Uma das curiosidades sobre a humanidade é sobre como aprendemos a comer plantas tóxicas sem a ajuda da ciência. Primeiramente, é preciso destacar que os nativos faziam um longo preparo para deixar os alimentos menos tóxicos.
Nardoo fresco
Em 1860, os exploradores Robert Burke, William Wills e John King lideraram a primeira famosa expedição europeia pelo interior desconhecido da Austrália. Na volta para casa, eles acabaram sem comida.
Burke e Wills ficaram presos às margens do rio Cooper’s Creek, e não conseguiram encontrar uma forma de transportar água suficiente para atravessar um trecho de deserto até o posto de controle colonial mais próximo, no Mount Hopeless.
“Não conseguimos sair do rio”, escreveu Wills. “Ambos os camelos estão mortos e nossos suprimentos acabaram. Estamos tentando sobreviver de todas as formas possíveis”.
No entanto, essas adversidades não pareciam afetar o cotidiano do povo nativo, os yandruwandha. Eles deram aos exploradores bolos feitos a partir de vagens esmagadas de uma samambaia chamada nardoo.
Burke brigou com eles e, imprudentemente, os afastou ao disparar sua pistola. Após isso, os exploradores encontraram nardoo fresco e decidiram fazer seus próprios bolos. Apesar do alimento satisfazer seu apetite, em uma semana eles estavam mortos.
O nardoo, um tipo de samambaia, é coberta por uma enzima chamada tiaminase, que é tóxica para o corpo humano. A tiaminase impede que o corpo humano absorva a vitamina B1, que tem entre suas principais funções o metabolismo dos carboidratos, lipídios e proteínas e a estimulação de nervos periféricos.
Em resumo, mesmo que tivessem comido, Burke, Wills e King continuavam desnutridos. No entanto, os yandruwandha recorriam a um longo preparo para tornar a planta menos tóxica.

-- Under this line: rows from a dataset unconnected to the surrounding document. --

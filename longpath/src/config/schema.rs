//! Configuration schema definitions.
//!
//! Every field is optional so that partial files and environment overrides
//! can be layered on top of each other.

use serde::{Deserialize, Serialize};

use crate::enumerate::EnumerationOptions;
use crate::error::Result;
use crate::path::{FullPathOptions, MAX_PATH};

/// Default length at which normalized paths receive the long-path prefix.
pub const DEFAULT_MAX_PATH: usize = MAX_PATH;

/// Complete configuration structure.
///
/// # Examples
///
/// ```
/// use longpath::config::{Config, EnumerationConfig};
///
/// let config = Config {
///     max_path: Some(200),
///     enumeration: Some(EnumerationConfig {
///         recursive: Some(true),
///         ..Default::default()
///     }),
///     ..Default::default()
/// };
/// assert_eq!(config.full_path_options().max_path, 200);
/// assert!(config.enumeration_options().recursive);
/// ```
#[derive(Debug, Clone, Deserialize, Serialize, Default, PartialEq, Eq)]
#[serde(deny_unknown_fields)]
pub struct Config {
    /// Length (in UTF-16 units) at which the long-path prefix is added.
    pub max_path: Option<usize>,

    /// Host name used for UNC conversion instead of the machine's name.
    pub host_name: Option<String>,

    /// Default enumeration flags.
    pub enumeration: Option<EnumerationConfig>,
}

/// Default enumeration flags. Unset flags keep the
/// [`EnumerationOptions`] defaults.
#[derive(Debug, Clone, Copy, Deserialize, Serialize, Default, PartialEq, Eq)]
#[serde(deny_unknown_fields)]
#[allow(clippy::struct_excessive_bools)]
pub struct EnumerationConfig {
    /// Descend into subdirectories.
    pub recursive: Option<bool>,
    /// Yield only files.
    pub files_only: Option<bool>,
    /// Yield only folders.
    pub folders_only: Option<bool>,
    /// Skip reparse points.
    pub skip_reparse_points: Option<bool>,
    /// Skip failing subtrees.
    pub continue_on_exception: Option<bool>,
    /// Do not retrieve short names.
    pub basic_search: Option<bool>,
    /// Request the large fetch buffer.
    pub large_cache: Option<bool>,
    /// Descend into directory symbolic links.
    pub follow_symbolic_links: Option<bool>,
}

impl Config {
    /// The built-in defaults, with every field set.
    #[must_use]
    pub fn defaults() -> Self {
        let options = EnumerationOptions::default();
        Self {
            max_path: Some(DEFAULT_MAX_PATH),
            host_name: None,
            enumeration: Some(EnumerationConfig {
                recursive: Some(options.recursive),
                files_only: Some(options.files_only),
                folders_only: Some(options.folders_only),
                skip_reparse_points: Some(options.skip_reparse_points),
                continue_on_exception: Some(options.continue_on_exception),
                basic_search: Some(options.basic_search),
                large_cache: Some(options.large_cache),
                follow_symbolic_links: Some(options.follow_symbolic_links),
            }),
        }
    }

    /// Parse a configuration from YAML text.
    ///
    /// # Errors
    ///
    /// Returns [`Error::Configuration`](crate::Error::Configuration) if the
    /// text is not valid YAML or contains unknown fields.
    pub fn from_yaml(text: &str) -> Result<Self> {
        Ok(serde_yaml::from_str(text)?)
    }

    /// Normalizer options derived from this configuration.
    #[must_use]
    pub fn full_path_options(&self) -> FullPathOptions {
        FullPathOptions::default().with_max_path(self.max_path.unwrap_or(DEFAULT_MAX_PATH))
    }

    /// Enumeration options derived from this configuration.
    #[must_use]
    pub fn enumeration_options(&self) -> EnumerationOptions {
        self.enumeration
            .unwrap_or_default()
            .apply_to(EnumerationOptions::default())
    }

    /// The configured host name, if any.
    #[must_use]
    pub fn host_name(&self) -> Option<&str> {
        self.host_name.as_deref()
    }
}

impl EnumerationConfig {
    /// Overlay the set flags onto `options`.
    #[must_use]
    pub fn apply_to(&self, mut options: EnumerationOptions) -> EnumerationOptions {
        let flags = [
            (self.recursive, &mut options.recursive),
            (self.files_only, &mut options.files_only),
            (self.folders_only, &mut options.folders_only),
            (self.skip_reparse_points, &mut options.skip_reparse_points),
            (self.continue_on_exception, &mut options.continue_on_exception),
            (self.basic_search, &mut options.basic_search),
            (self.large_cache, &mut options.large_cache),
            (self.follow_symbolic_links, &mut options.follow_symbolic_links),
        ];
        for (value, slot) in flags {
            if let Some(value) = value {
                *slot = value;
            }
        }
        options
    }
}
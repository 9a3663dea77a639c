//! Common test utilities for integration tests.
//!
//! This module provides fixture builders for in-memory volumes and helpers
//! for collecting enumeration results.

use longpath::enumerate::{enumerate, AsPath};
use longpath::native::MemoryFileSystem;
use longpath::{EnumerationOptions, Result};

/// Builder for an in-memory volume.
///
/// # Examples
///
/// ```no_run
/// # use common::VolumeFixture;
/// let fs = VolumeFixture::new()
///     .file(r"C:\data\a.txt", 10)
///     .dir(r"C:\data\empty")
///     .build();
/// ```
#[allow(dead_code)]
pub struct VolumeFixture {
    fs: MemoryFileSystem,
}

#[allow(dead_code)]
impl VolumeFixture {
    /// An empty volume with short name generation.
    pub fn new() -> Self {
        Self {
            fs: MemoryFileSystem::new(),
        }
    }

    /// An empty volume that keeps no short names.
    pub fn without_short_names() -> Self {
        Self {
            fs: MemoryFileSystem::new().without_short_names(),
        }
    }

    /// Adds a directory.
    pub fn dir(mut self, path: &str) -> Self {
        self.fs.add_directory(path).unwrap();
        self
    }

    /// Adds a file of `size` bytes.
    pub fn file(mut self, path: &str, size: u64) -> Self {
        self.fs.add_file(path, size).unwrap();
        self
    }

    /// Adds a junction.
    pub fn junction(mut self, path: &str) -> Self {
        self.fs.add_junction(path).unwrap();
        self
    }

    /// Adds a directory symbolic link.
    pub fn dir_symlink(mut self, path: &str) -> Self {
        self.fs.add_symlink(path, true).unwrap();
        self
    }

    /// Denies listing of an existing directory.
    pub fn deny(mut self, path: &str) -> Self {
        self.fs.deny_access(path).unwrap();
        self
    }

    /// Finishes the volume.
    pub fn build(self) -> MemoryFileSystem {
        self.fs
    }
}

/// A small project tree used by several suites:
///
/// ```text
/// C:\project
/// ├── readme.txt
/// ├── build.log
/// ├── src
/// │   ├── main.txt
/// │   └── lib
/// │       └── util.txt
/// └── docs
///     └── guide.txt
/// ```
#[allow(dead_code)]
pub fn project_volume() -> VolumeFixture {
    VolumeFixture::new()
        .file(r"C:\project\readme.txt", 100)
        .file(r"C:\project\build.log", 200)
        .file(r"C:\project\src\main.txt", 300)
        .file(r"C:\project\src\lib\util.txt", 400)
        .file(r"C:\project\docs\guide.txt", 500)
}

/// Collects every result of an enumeration projected to paths.
#[allow(dead_code)]
pub fn collect_paths(
    fs: &MemoryFileSystem,
    path: &str,
    pattern: &str,
    options: EnumerationOptions,
) -> Vec<Result<String>> {
    enumerate(fs, path, pattern, options, AsPath)
        .unwrap()
        .collect()
}

/// Like [`collect_paths`], panicking on the first error.
#[allow(dead_code)]
pub fn paths(
    fs: &MemoryFileSystem,
    path: &str,
    pattern: &str,
    options: EnumerationOptions,
) -> Vec<String> {
    collect_paths(fs, path, pattern, options)
        .into_iter()
        .collect::<Result<_>>()
        .unwrap()
}
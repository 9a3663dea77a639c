//! Directory enumeration.
//!
//! [`enumerate`] walks a directory (optionally recursively) through a
//! [`NativeFileSystem`](crate::native::NativeFileSystem), filters entries by
//! [`SearchPattern`] and [`EnumerationOptions`], and yields each accepted
//! [`EntryRecord`] through a [`Projection`]:
//!
//! - [`AsRecord`] yields the record itself
//! - [`AsPath`] yields the full path string
//! - [`AsNode`] yields a [`Node`] that can start further operations
//! - any `Fn(EntryRecord) -> T` closure yields `T`
//!
//! The walk is lazy and depth-first. Subdirectories are visited after the
//! directory that contains them is exhausted, in the order the native layer
//! reported them.

mod engine;
mod entry;
mod options;
mod pattern;
mod projection;

pub use engine::{enumerate, enumerate_with, Enumerator};
pub use entry::{filetime_to_utc, EntryRecord, FileAttributes, ReparseTag};
pub use options::EnumerationOptions;
pub use pattern::SearchPattern;
pub use projection::{AsNode, AsPath, AsRecord, Node, NodeKind, Projection};
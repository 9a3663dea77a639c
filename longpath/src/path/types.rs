//! Core types for path handling.

use std::fmt;

use serde::{Deserialize, Serialize};

use super::classify::{classify_unchecked, is_long_path, PathForm};
use super::normalize::{get_long_path, get_regular_path};
use super::{is_separator, DIRECTORY_SEPARATOR};

/// A path in canonical form.
///
/// A canonical path:
/// - Uses `\` as its only separator
/// - Carries the `\\?\` prefix when it is too long for legacy APIs, when the
///   prefix was requested, or when the input was already in long form
/// - Has no `.` or `..` segments and no redundant separators
/// - Has no trailing separator unless one was requested (roots such as
///   `C:\` always keep theirs)
///
/// Canonical paths are only produced by the normalizer.
///
/// # Examples
///
/// ```
/// use longpath::path::{get_full_path, PathForm};
///
/// let path = get_full_path(r"C:\Data\..\Windows", None).unwrap();
/// assert_eq!(path.as_str(), r"C:\Windows");
/// assert_eq!(path.form(), PathForm::DriveRooted);
/// assert!(!path.is_long());
/// ```
#[derive(Debug, Clone, PartialEq, Eq, Hash, PartialOrd, Ord, Serialize)]
#[serde(transparent)]
pub struct CanonicalPath(String);

impl CanonicalPath {
    /// Wraps a string the normalizer has already produced.
    pub(crate) fn from_normalized(path: String) -> Self {
        debug_assert!(!path.is_empty());
        Self(path)
    }

    /// The path as a string slice.
    #[must_use]
    pub fn as_str(&self) -> &str {
        &self.0
    }

    /// Consumes the path, returning the inner string.
    #[must_use]
    pub fn into_string(self) -> String {
        self.0
    }

    /// The topology of this path.
    #[must_use]
    pub fn form(&self) -> PathForm {
        classify_unchecked(&self.0)
    }

    /// Returns `true` if the path carries the `\\?\` prefix.
    #[must_use]
    pub fn is_long(&self) -> bool {
        is_long_path(&self.0)
    }

    /// The path without any long-form prefix.
    #[must_use]
    pub fn to_regular(&self) -> String {
        get_regular_path(&self.0).unwrap_or_else(|_| self.0.clone())
    }

    /// The path with the long-form prefix, regardless of its length.
    #[must_use]
    pub fn to_long(&self) -> Self {
        match get_long_path(&self.0) {
            Ok(long) => Self(long),
            Err(_) => self.clone(),
        }
    }

    /// Appends a single segment that is known to be a valid file name.
    pub(crate) fn child(&self, name: &str) -> Self {
        let mut path = String::with_capacity(self.0.len() + name.len() + 1);
        path.push_str(&self.0);
        if !self.0.ends_with(is_separator) {
            path.push(DIRECTORY_SEPARATOR);
        }
        path.push_str(name);
        Self(path)
    }

    /// Length of the path in bytes.
    #[must_use]
    pub fn len(&self) -> usize {
        self.0.len()
    }

    /// Always `false`; canonical paths are never empty.
    #[must_use]
    pub fn is_empty(&self) -> bool {
        self.0.is_empty()
    }
}

impl fmt::Display for CanonicalPath {
    fn fmt(&self, f: &mut fmt::Formatter<'_>) -> fmt::Result {
        f.write_str(&self.0)
    }
}

impl AsRef<str> for CanonicalPath {
    fn as_ref(&self) -> &str {
        &self.0
    }
}

impl PartialEq<str> for CanonicalPath {
    fn eq(&self, other: &str) -> bool {
        self.0 == other
    }
}

impl PartialEq<&str> for CanonicalPath {
    fn eq(&self, other: &&str) -> bool {
        self.0 == *other
    }
}

impl From<CanonicalPath> for String {
    fn from(path: CanonicalPath) -> Self {
        path.0
    }
}

/// How much checking and resolution an input path receives before it is
/// used, and which form emitted paths take.
///
/// # Examples
///
/// ```
/// use longpath::path::PathFormat;
///
/// assert_eq!(PathFormat::default(), PathFormat::RelativePath);
/// assert!(PathFormat::LongFullPath.emits_long_paths());
/// ```
#[derive(Debug, Clone, Copy, PartialEq, Eq, Hash, Default, Serialize, Deserialize)]
#[serde(rename_all = "kebab-case")]
pub enum PathFormat {
    /// The input may be relative and is fully normalized.
    #[default]
    RelativePath,
    /// The input must already be absolute.
    FullPath,
    /// The input must already carry the long-form prefix.
    LongFullPath,
}

impl PathFormat {
    /// Whether paths handed back to the caller keep the `\\?\` prefix.
    #[must_use]
    pub const fn emits_long_paths(self) -> bool {
        matches!(self, Self::LongFullPath)
    }
}
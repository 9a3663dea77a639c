//! Environment variable handling for configuration overrides.
//!
//! This module provides support for `LONGPATH_*` environment variables that
//! override configuration file values.

use std::env;

use crate::config::schema::Config;
use crate::error::{Error, Result};

/// Overrides the length at which the long-path prefix is added.
pub const MAX_PATH_ENV: &str = "LONGPATH_MAX_PATH";
/// Overrides the host name used for UNC conversion.
pub const HOST_NAME_ENV: &str = "LONGPATH_HOST_NAME";
/// Overrides the default `recursive` flag.
pub const RECURSIVE_ENV: &str = "LONGPATH_RECURSIVE";
/// Overrides the default `continue_on_exception` flag.
pub const CONTINUE_ON_EXCEPTION_ENV: &str = "LONGPATH_CONTINUE_ON_EXCEPTION";
/// Overrides the default `skip_reparse_points` flag.
pub const SKIP_REPARSE_POINTS_ENV: &str = "LONGPATH_SKIP_REPARSE_POINTS";
/// Overrides the default `basic_search` flag.
pub const BASIC_SEARCH_ENV: &str = "LONGPATH_BASIC_SEARCH";

/// Handles environment variable overrides for configuration.
///
/// # Examples
///
/// ```no_run
/// use longpath::config::{Config, EnvironmentConfig};
///
/// let mut config = Config::default();
/// EnvironmentConfig::apply_overrides(&mut config).unwrap();
/// ```
pub struct EnvironmentConfig;

impl EnvironmentConfig {
    /// Apply environment variable overrides to config.
    ///
    /// # Errors
    ///
    /// Returns an error if any environment variable value is invalid
    /// (e.g., non-numeric length, invalid boolean).
    pub fn apply_overrides(config: &mut Config) -> Result<()> {
        if let Ok(value) = env::var(MAX_PATH_ENV) {
            config.max_path = Some(value.trim().parse().map_err(|_| Error::Validation {
                field: MAX_PATH_ENV.into(),
                message: "Must be a positive integer".into(),
            })?);
        }

        if let Ok(host) = env::var(HOST_NAME_ENV) {
            config.host_name = Some(host);
        }

        Self::apply_enumeration_overrides(config)
    }

    fn apply_enumeration_overrides(config: &mut Config) -> Result<()> {
        let mut enumeration = config.enumeration.unwrap_or_default();
        let mut modified = false;

        for (name, slot) in [
            (RECURSIVE_ENV, &mut enumeration.recursive),
            (
                CONTINUE_ON_EXCEPTION_ENV,
                &mut enumeration.continue_on_exception,
            ),
            (SKIP_REPARSE_POINTS_ENV, &mut enumeration.skip_reparse_points),
            (BASIC_SEARCH_ENV, &mut enumeration.basic_search),
        ] {
            if let Ok(value) = env::var(name) {
                *slot = Some(Self::parse_bool(name, &value)?);
                modified = true;
            }
        }

        if modified {
            config.enumeration = Some(enumeration);
        }
        Ok(())
    }

    /// Parse a boolean value from a string.
    ///
    /// Accepts: true/1/yes/on for true, false/0/no/off for false (case-insensitive).
    fn parse_bool(field: &str, s: &str) -> Result<bool> {
        match s.trim().to_lowercase().as_str() {
            "true" | "1" | "yes" | "on" => Ok(true),
            "false" | "0" | "no" | "off" => Ok(false),
            _ => Err(Error::Validation {
                field: field.into(),
                message: format!(
                    "Invalid boolean value: '{s}' (expected true/false/1/0/yes/no/on/off)"
                ),
            }),
        }
    }
}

Quase morto, King procurou ajuda dos yandruwandha, que o mantiveram vivo até a chegada da ajuda de outros exploradores europeus meses depois. Ele foi o único membro da expedição que sobreviveu.
Mandioca
Enquanto os nardoos se tornaram apenas uma curiosidade, a mandioca é uma fonte vital de calorias em várias regiões do mundo, em particular na África e na América Latina.
Existe dois tipos de mandioca, a mandioca mansa, também chamada de mandioca de mesa ou macaxeira e aipim, e a mandioca brava, conhecida como mandioca de indústria.
As duas são parecidas, mas a mandioca brava é uma planta altamente tóxica. Ela precisa passar por um procedimento industrial ou um ritual de preparação complexo para torná-la um alimento seguro. Ela libera cianeto de hidrogênio.
Nos centros urbanos, a mandioca comercializada como alimento é a mansa. No entanto, em zonas rurais, em lugares mais remotos na África, a mandioca mais comum pode ser a brava. Caso ela não seja preparada direito, pode provocar sérios problemas de saúde.
Um dos problemas causados pela planta tóxica é uma condição chamada konzo, com sintomas que incluem paralisia súbita das pernas.
Em 1981, em Nampula, Moçambique, um jovem médico sueco chamado Hans Rosling não sabia disso. Diversas pessoas batiam à porta de sua clínica com paralisia nas pernas e ele não sabia o que fazer.
Uma colega de Rosling, a epidemiologista Julie Cliff, foi quem descobriu o que estava acontecendo.
As refeições de mandioca que aquela população havia ingerido tinham sido processadas de forma incompleta e eles desenvolveram o konzo.
Preparando plantas tóxicas para comer
Para Joseph Henrich, professor de biologia evolucionária humana na Universidade de Harvard, nos Estados Unidos, o conhecimento sobre a preparação de plantas tóxicas é cultural. O professor aponta que as nossas culturas evoluem por meio de um processo de tentativa e erro análogo à evolução em espécies biológicas.
De acordo com Henrich, em algum momento, alguém descobre como tornar a mandioca menos tóxica. Com o passar dos anos, outras descobertas são feitas, sendo cada vez mais eficaz que a anterior.
Por exemplo, na América do Sul, onde humanos comem mandioca há milhares de anos, as tribos aprenderam os passos necessários para desintoxicá-la completamente. É preciso raspar, ralar, lavar, ferver o líquido, deixar a massa repousar por dois dias e depois assar.
Quanto questionados sobre isso, a maioria vai responder “esta é a nossa cultura”, no lugar de falar sobre o cianeto de hidrogênio,
Henrich aponta que a evolução cultural é muitas vezes muito mais inteligente do que nós. Isso porque, como no caso de como preparar plantas tóxicas, aprendemos imitando.